The response from the 1,500 in attendence was notable for its enthusiasm-people really want his band to crank out more music-and the fact that the band's new songs garnered little more than a whimper.
The Shins have become a formidable indie-pop machine in the past year, after landing songs on the soundtracks for The SpongeBob SquarePants Movie and Garden State, building on earlier notoriety gained when the band leased a song to McDonald's and leadman James Mercer scored a Gap commercial. Instead of radio, the Shins have relied on the pop-culture market to push their music. And it has: The band's sophomore effort, Chutes Too Narrow, has sold more than 600,000 copies. Those might not be coke-on-the-private-jet numbers, but they're definitely an amazing feat for an independent band with two albums.
At last Thursday night's concert, Mercer and his buddies, all of whom have moved to Portland from New Mexico, pulled songs from both releases, pushing the crowd's buttons with favorites from Oh Inverted World ("New Slang," "Know Your Onion!") and Chutes ("Kissing the Lipless," "Pink Bullets"). But if the crowd seemed restless, it was understandable: The Shins have been touring on Chutes for two years, singing these same songs to a swelling fanbase.
The result? Half of the people in this Portland crowd are singing along passionately to every word, still in the grip of Mercer's quizzical lyrical landscapes and punchy pop arrangements. For the other half-the half that is familiar with the show-Shins' songs are nostalgic. "I remember when I got this album," one girl told her friend while the band played "New Slang." "I played it every day for, like, three months."

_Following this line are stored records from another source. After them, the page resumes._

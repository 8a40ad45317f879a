use crate::dates::day_key;
use crate::models::{CompletionKind, TrackingState};
use chrono::{Duration, NaiveDate};

pub fn mark_plank(state: &mut TrackingState, today: NaiveDate) {
    state.plank_completions.insert(day_key(today), true);
}

/// Flips one day's flag and returns the new value. Turning a day off removes
/// its key.
pub fn toggle(state: &mut TrackingState, kind: CompletionKind, key: &str) -> bool {
    let entries = state.completions_mut(kind);
    if entries.remove(key).is_some() {
        false
    } else {
        entries.insert(key.to_string(), true);
        true
    }
}

pub fn is_complete(state: &TrackingState, kind: CompletionKind, key: &str) -> bool {
    state.completions(kind).get(key).copied().unwrap_or(false)
}

pub fn total_completed_planks(state: &TrackingState) -> usize {
    state.plank_completions.values().filter(|done| **done).count()
}

pub fn current_streak(state: &TrackingState, today: NaiveDate) -> u32 {
    let mut streak = 0u32;
    let mut day = today;
    while is_complete(state, CompletionKind::Plank, &day_key(day)) {
        streak += 1;
        day = day - Duration::days(1);
    }
    streak
}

There's a moment on that first true listen, when the the Shins can change your life, as Natalie Portman's character says in Garden State. And for months, the memory of that moment is solidified with listen after listen after listen, until the song is pulled out of rotation, the listeners' torrid addiction finally gone. It's called killing a song, and Shins' songs, like few other pop songs today, beg to be killed.
So at this Thursday-night concert, a lot of fans seemed bored, having already buried these beautiful melodies and now wait for more. The new material still needs some work, based on the band's four-song block at the Crystal, a collection of tracks lacking the vocal range and curious instrumentation that, hopefully, comes after months of experimentation.
Then, 40 minutes into the show, the band played another newcomer to its repertoire, this one a near-perfect pop song. An uptempo shuffle with a memorable chorus, the song transfixed the crowd, which responded with thunderous applause. "Thanks," Mercer said. "That was a song by the Magnetic Fields." "Strange Powers," to be exact.